- _EXERCISE MATERIALS_:
-*-*-

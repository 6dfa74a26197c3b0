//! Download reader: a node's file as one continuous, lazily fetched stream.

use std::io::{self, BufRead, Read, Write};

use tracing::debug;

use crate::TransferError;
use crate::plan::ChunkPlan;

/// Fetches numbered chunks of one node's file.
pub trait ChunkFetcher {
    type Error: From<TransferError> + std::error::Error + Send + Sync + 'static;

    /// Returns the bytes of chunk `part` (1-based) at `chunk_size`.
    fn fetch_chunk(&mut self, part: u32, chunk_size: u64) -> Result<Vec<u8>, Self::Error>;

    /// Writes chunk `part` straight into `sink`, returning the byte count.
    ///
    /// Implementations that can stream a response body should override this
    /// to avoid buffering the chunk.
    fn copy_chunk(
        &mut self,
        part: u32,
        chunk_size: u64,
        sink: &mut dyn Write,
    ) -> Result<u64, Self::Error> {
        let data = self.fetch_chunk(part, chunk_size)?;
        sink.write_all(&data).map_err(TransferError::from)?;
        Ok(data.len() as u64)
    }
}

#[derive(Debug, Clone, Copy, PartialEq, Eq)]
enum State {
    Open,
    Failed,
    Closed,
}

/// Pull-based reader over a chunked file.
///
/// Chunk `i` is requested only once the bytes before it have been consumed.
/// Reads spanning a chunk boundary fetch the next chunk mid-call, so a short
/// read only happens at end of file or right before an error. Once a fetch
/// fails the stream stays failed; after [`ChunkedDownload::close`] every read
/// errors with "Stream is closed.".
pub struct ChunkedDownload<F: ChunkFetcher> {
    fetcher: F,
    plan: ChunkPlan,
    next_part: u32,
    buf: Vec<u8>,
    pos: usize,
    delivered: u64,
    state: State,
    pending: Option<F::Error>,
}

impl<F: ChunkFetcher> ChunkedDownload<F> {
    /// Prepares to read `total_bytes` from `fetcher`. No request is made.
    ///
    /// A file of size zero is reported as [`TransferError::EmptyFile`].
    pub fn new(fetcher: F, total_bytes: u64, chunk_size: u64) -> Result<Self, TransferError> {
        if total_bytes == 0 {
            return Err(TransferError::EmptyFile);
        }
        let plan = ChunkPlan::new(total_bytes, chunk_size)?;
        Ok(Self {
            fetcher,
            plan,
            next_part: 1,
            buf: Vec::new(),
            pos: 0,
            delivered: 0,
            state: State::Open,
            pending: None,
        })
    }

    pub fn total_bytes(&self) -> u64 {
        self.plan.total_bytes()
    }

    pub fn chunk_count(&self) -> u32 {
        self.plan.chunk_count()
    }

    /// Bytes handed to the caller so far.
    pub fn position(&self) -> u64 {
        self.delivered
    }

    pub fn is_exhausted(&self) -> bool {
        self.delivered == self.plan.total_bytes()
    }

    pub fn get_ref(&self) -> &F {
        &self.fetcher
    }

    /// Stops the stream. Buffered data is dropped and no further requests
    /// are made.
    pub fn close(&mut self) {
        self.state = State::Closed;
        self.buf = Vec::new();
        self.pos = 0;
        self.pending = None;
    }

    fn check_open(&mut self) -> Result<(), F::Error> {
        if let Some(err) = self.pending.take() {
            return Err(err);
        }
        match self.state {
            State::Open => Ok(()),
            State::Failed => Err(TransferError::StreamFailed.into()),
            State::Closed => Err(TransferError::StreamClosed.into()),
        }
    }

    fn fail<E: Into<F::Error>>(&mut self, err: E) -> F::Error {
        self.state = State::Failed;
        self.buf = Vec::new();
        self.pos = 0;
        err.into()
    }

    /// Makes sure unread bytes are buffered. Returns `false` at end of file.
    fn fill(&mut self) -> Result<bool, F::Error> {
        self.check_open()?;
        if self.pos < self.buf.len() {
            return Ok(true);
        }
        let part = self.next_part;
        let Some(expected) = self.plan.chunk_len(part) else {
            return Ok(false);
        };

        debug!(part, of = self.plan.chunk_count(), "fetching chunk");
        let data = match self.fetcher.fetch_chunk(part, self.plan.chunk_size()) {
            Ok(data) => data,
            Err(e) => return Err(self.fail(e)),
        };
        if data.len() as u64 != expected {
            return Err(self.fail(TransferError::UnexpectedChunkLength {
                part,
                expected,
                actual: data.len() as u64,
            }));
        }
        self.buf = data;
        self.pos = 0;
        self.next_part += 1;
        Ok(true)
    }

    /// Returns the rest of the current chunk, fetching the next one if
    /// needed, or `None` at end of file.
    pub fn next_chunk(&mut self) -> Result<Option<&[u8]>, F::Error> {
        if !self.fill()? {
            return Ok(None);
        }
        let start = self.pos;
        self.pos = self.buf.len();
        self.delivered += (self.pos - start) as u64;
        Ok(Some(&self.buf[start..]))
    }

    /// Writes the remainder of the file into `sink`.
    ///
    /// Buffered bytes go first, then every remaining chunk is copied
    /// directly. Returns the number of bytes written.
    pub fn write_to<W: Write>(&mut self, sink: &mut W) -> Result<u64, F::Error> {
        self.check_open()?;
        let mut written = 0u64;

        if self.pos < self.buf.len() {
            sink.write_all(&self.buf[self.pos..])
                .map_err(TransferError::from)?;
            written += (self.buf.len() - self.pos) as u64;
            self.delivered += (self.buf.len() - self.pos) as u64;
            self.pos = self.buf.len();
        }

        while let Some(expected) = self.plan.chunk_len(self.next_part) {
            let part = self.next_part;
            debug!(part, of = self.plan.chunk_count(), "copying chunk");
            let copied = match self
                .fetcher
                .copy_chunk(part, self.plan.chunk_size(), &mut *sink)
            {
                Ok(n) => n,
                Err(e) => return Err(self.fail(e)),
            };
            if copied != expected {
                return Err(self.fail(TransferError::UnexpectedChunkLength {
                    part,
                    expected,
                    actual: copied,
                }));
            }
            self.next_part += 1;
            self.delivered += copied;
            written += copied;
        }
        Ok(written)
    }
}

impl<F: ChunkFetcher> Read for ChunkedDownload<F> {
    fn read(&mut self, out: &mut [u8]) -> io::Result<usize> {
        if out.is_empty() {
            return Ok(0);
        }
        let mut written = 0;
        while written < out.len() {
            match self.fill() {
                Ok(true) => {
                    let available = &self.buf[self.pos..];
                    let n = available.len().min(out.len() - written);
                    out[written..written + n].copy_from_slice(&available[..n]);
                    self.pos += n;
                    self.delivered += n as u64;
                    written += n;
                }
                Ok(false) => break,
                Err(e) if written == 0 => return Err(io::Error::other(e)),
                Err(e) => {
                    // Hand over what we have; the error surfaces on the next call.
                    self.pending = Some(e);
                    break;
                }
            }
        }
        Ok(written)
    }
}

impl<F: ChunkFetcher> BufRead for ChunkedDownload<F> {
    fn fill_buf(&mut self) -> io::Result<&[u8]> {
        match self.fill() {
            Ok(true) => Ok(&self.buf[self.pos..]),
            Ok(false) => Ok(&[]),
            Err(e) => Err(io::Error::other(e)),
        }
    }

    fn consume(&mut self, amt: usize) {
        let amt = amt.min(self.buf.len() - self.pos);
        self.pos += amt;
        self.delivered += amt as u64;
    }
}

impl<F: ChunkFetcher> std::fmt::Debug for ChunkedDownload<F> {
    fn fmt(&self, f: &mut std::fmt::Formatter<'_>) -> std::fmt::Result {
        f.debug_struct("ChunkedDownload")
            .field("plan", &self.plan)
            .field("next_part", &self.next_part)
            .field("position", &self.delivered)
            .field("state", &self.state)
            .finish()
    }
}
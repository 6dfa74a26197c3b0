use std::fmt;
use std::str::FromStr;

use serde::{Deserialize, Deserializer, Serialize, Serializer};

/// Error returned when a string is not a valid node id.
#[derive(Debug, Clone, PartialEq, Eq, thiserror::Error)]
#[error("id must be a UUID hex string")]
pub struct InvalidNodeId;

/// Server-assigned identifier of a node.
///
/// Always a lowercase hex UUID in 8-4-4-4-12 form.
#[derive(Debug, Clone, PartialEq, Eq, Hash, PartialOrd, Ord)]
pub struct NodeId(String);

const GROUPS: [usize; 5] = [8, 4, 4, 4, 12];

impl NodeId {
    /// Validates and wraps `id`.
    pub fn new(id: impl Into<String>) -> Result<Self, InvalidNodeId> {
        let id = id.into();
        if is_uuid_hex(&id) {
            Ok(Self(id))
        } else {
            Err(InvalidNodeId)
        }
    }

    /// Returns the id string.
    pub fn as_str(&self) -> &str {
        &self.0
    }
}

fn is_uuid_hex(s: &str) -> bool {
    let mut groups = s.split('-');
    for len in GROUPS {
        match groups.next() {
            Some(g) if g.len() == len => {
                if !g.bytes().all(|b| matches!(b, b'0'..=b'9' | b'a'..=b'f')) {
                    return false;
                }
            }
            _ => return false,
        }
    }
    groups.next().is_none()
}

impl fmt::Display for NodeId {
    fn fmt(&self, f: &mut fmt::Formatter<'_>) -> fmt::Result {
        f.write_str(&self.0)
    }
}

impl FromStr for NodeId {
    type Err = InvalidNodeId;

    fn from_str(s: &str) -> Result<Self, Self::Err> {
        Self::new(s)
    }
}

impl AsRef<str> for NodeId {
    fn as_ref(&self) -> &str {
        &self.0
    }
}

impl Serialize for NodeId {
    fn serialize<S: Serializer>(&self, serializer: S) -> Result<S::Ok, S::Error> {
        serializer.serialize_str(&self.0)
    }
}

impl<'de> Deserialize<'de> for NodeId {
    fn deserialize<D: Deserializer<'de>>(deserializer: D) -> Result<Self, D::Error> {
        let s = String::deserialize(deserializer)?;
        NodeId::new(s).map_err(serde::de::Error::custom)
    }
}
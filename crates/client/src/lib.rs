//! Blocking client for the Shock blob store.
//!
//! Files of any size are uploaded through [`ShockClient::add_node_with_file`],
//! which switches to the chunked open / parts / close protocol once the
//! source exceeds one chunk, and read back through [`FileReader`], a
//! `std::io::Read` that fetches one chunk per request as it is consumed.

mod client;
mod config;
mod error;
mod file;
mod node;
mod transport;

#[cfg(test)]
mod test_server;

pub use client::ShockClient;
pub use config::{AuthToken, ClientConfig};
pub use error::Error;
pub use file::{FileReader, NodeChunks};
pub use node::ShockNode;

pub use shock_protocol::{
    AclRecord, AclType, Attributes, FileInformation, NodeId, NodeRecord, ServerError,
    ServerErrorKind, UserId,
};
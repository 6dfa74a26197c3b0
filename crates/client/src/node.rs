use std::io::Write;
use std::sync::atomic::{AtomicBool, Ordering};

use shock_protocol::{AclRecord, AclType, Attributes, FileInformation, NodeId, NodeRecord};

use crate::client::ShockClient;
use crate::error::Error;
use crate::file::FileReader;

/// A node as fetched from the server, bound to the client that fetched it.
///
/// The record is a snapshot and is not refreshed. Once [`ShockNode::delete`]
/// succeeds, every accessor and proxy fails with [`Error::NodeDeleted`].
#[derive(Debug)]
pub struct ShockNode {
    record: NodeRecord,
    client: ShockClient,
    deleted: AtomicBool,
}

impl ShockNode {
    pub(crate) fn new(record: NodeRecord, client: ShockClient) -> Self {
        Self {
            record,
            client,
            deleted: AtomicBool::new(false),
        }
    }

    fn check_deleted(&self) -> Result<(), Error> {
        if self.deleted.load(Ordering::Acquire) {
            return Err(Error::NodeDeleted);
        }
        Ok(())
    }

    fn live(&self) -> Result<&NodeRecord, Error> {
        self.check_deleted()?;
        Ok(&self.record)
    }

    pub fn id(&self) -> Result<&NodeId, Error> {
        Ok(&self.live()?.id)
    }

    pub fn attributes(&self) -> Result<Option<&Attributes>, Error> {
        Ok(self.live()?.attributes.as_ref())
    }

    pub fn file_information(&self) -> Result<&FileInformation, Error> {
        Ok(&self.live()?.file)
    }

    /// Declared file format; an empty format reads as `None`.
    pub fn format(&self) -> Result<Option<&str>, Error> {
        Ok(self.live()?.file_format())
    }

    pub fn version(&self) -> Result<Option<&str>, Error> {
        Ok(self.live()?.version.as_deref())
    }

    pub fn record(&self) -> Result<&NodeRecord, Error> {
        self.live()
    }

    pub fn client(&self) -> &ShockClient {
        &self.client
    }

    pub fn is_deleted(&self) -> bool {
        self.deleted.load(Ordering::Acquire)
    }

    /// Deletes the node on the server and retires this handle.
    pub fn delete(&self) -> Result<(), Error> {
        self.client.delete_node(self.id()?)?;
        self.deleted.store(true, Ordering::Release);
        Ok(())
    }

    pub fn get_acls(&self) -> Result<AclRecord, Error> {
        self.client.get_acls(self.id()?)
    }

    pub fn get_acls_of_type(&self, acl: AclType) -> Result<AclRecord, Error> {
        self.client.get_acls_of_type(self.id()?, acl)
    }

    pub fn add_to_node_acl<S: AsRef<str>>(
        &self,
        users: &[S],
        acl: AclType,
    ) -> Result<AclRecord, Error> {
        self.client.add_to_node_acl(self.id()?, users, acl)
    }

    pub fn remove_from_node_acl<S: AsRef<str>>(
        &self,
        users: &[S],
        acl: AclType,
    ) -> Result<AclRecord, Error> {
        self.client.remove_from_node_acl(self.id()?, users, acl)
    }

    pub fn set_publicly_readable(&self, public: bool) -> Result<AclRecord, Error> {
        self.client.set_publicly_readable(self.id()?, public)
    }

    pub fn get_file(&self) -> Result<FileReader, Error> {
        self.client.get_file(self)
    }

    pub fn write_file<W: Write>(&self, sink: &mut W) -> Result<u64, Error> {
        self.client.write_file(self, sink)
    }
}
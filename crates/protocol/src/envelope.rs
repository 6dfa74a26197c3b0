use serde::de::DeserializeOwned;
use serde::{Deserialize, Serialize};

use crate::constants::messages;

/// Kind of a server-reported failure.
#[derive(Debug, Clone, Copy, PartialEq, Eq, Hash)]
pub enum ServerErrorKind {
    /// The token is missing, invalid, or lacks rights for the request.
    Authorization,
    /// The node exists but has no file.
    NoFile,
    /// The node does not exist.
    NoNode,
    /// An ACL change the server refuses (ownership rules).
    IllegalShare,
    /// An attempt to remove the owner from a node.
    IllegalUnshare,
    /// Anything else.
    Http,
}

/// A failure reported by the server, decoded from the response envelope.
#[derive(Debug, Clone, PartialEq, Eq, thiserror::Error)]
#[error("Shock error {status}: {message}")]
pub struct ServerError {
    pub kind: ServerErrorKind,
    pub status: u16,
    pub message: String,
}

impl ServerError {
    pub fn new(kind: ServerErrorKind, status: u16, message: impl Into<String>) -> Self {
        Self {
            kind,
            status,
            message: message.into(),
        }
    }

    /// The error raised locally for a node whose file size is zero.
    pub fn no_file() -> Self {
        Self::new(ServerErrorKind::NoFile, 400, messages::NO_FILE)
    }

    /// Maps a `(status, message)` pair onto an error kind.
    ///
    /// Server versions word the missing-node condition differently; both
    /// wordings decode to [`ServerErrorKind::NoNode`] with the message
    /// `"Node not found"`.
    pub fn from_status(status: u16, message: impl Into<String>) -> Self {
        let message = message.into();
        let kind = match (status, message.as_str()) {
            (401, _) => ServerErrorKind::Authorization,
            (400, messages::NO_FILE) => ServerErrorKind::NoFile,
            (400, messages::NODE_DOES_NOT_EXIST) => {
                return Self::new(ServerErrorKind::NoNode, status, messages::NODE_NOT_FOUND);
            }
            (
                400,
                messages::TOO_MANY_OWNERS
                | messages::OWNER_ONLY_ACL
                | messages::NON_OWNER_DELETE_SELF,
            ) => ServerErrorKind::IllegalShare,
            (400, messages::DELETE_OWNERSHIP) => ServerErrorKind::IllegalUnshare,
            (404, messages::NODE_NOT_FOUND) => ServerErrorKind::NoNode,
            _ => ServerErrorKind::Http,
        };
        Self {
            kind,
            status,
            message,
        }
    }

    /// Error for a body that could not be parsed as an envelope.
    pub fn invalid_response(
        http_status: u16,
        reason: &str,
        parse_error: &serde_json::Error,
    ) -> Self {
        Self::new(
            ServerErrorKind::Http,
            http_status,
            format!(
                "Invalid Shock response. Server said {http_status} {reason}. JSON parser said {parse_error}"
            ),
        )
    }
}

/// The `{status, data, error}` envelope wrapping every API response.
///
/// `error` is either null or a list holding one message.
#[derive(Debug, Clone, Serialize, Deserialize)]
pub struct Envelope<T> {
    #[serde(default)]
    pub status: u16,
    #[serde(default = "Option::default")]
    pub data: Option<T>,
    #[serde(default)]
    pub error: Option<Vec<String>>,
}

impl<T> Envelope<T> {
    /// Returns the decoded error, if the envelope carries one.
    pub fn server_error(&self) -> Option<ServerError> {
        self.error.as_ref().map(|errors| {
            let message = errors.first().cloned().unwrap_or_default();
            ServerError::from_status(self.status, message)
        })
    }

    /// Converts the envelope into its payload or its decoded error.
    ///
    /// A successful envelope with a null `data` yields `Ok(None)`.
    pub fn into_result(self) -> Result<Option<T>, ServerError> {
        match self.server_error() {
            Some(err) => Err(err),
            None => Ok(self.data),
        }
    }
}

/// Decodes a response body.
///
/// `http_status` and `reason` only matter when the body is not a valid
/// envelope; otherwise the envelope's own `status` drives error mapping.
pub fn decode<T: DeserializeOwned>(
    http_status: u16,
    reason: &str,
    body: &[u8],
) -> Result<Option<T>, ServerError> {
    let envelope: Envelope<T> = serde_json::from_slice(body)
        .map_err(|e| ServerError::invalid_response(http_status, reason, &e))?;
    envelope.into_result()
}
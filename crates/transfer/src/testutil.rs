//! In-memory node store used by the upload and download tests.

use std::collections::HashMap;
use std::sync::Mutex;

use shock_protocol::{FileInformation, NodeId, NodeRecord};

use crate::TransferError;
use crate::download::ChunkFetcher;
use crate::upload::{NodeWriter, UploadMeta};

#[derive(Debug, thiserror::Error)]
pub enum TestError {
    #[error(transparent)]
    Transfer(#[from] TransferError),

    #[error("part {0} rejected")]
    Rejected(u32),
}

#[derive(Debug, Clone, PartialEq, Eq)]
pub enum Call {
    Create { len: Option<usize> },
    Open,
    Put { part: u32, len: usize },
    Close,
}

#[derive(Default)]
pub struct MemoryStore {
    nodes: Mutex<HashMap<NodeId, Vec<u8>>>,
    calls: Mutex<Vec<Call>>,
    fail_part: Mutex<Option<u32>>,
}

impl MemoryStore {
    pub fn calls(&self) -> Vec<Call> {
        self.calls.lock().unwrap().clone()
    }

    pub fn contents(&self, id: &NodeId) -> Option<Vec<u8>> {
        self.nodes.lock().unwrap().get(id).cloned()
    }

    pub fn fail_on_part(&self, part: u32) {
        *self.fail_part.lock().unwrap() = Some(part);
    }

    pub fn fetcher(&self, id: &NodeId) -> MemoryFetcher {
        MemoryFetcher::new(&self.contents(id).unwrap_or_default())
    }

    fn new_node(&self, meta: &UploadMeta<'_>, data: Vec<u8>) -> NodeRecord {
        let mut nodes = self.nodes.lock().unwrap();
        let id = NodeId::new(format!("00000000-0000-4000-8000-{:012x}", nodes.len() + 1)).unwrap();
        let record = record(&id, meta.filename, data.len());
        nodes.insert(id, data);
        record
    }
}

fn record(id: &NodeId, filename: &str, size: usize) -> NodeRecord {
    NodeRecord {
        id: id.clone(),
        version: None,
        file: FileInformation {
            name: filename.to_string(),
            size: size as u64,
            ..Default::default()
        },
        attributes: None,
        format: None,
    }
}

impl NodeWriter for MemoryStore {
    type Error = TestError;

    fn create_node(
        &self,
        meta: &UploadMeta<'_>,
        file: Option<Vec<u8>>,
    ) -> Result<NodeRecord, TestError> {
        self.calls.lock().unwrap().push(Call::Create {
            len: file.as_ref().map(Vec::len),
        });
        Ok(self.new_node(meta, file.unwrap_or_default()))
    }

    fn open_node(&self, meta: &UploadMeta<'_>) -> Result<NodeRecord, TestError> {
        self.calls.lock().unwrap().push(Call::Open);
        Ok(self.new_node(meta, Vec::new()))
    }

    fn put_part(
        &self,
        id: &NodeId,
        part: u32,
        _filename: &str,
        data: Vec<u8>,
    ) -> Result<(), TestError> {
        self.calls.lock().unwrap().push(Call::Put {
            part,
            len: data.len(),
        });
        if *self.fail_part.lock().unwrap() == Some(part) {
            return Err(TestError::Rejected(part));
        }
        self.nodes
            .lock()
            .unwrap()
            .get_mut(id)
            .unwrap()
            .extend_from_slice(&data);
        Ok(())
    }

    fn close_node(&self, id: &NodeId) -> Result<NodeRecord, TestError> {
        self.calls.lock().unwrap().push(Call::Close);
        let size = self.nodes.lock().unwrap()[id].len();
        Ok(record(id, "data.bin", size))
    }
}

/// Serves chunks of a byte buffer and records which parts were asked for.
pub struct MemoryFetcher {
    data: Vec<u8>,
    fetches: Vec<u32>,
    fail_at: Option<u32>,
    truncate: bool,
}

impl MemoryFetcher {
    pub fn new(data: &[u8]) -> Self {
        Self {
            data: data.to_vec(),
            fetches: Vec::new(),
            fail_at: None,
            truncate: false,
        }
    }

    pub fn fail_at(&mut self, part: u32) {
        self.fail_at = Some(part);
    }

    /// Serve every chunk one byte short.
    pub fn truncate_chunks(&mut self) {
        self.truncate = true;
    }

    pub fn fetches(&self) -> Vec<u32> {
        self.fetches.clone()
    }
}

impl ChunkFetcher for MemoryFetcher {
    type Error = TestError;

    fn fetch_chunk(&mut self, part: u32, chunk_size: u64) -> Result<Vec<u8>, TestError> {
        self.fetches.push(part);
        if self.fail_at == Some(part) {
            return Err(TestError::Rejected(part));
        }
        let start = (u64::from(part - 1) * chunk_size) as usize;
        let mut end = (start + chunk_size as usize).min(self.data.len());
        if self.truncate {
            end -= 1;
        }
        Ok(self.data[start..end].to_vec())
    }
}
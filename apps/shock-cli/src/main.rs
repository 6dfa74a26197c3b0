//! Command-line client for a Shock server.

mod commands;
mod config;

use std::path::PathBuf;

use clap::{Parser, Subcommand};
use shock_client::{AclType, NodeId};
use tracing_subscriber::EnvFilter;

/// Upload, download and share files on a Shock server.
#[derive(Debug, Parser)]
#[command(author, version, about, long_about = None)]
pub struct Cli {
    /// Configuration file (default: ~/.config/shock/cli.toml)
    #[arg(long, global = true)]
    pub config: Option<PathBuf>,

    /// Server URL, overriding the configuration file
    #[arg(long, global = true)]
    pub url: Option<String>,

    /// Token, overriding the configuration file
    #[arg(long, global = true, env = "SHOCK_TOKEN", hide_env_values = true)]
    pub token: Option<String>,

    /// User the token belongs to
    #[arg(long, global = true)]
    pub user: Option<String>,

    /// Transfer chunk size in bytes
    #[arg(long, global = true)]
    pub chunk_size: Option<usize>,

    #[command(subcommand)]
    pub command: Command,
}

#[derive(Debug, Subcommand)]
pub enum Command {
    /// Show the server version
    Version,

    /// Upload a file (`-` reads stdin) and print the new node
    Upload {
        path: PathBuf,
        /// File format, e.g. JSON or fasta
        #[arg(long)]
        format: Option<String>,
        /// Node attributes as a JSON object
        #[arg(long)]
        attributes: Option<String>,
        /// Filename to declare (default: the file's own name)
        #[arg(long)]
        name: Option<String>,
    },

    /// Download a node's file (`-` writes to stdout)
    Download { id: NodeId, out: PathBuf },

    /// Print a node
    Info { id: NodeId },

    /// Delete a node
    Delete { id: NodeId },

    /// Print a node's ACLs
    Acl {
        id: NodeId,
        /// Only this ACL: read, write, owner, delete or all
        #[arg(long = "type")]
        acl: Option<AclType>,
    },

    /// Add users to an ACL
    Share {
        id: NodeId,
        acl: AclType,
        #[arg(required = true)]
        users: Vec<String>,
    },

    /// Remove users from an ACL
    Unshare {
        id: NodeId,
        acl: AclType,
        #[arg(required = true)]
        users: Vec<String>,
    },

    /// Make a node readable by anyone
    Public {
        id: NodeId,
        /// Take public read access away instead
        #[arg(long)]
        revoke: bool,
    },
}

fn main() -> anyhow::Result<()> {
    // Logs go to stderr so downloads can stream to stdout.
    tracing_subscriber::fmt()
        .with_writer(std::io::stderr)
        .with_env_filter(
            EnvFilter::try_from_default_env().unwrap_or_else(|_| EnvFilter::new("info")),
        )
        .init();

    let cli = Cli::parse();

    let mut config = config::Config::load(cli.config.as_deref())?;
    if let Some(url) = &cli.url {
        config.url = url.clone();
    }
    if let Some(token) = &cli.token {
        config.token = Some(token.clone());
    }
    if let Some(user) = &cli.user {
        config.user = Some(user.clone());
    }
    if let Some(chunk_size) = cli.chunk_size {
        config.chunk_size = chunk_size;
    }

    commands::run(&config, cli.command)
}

-*-*-

- _HOW TO COMPLETE THIS TASK_: Scan the records above, count the lines with "UnexpectedChunkLength" in them, and give only the number.

- _RESULT FOR THIS TASK_: 2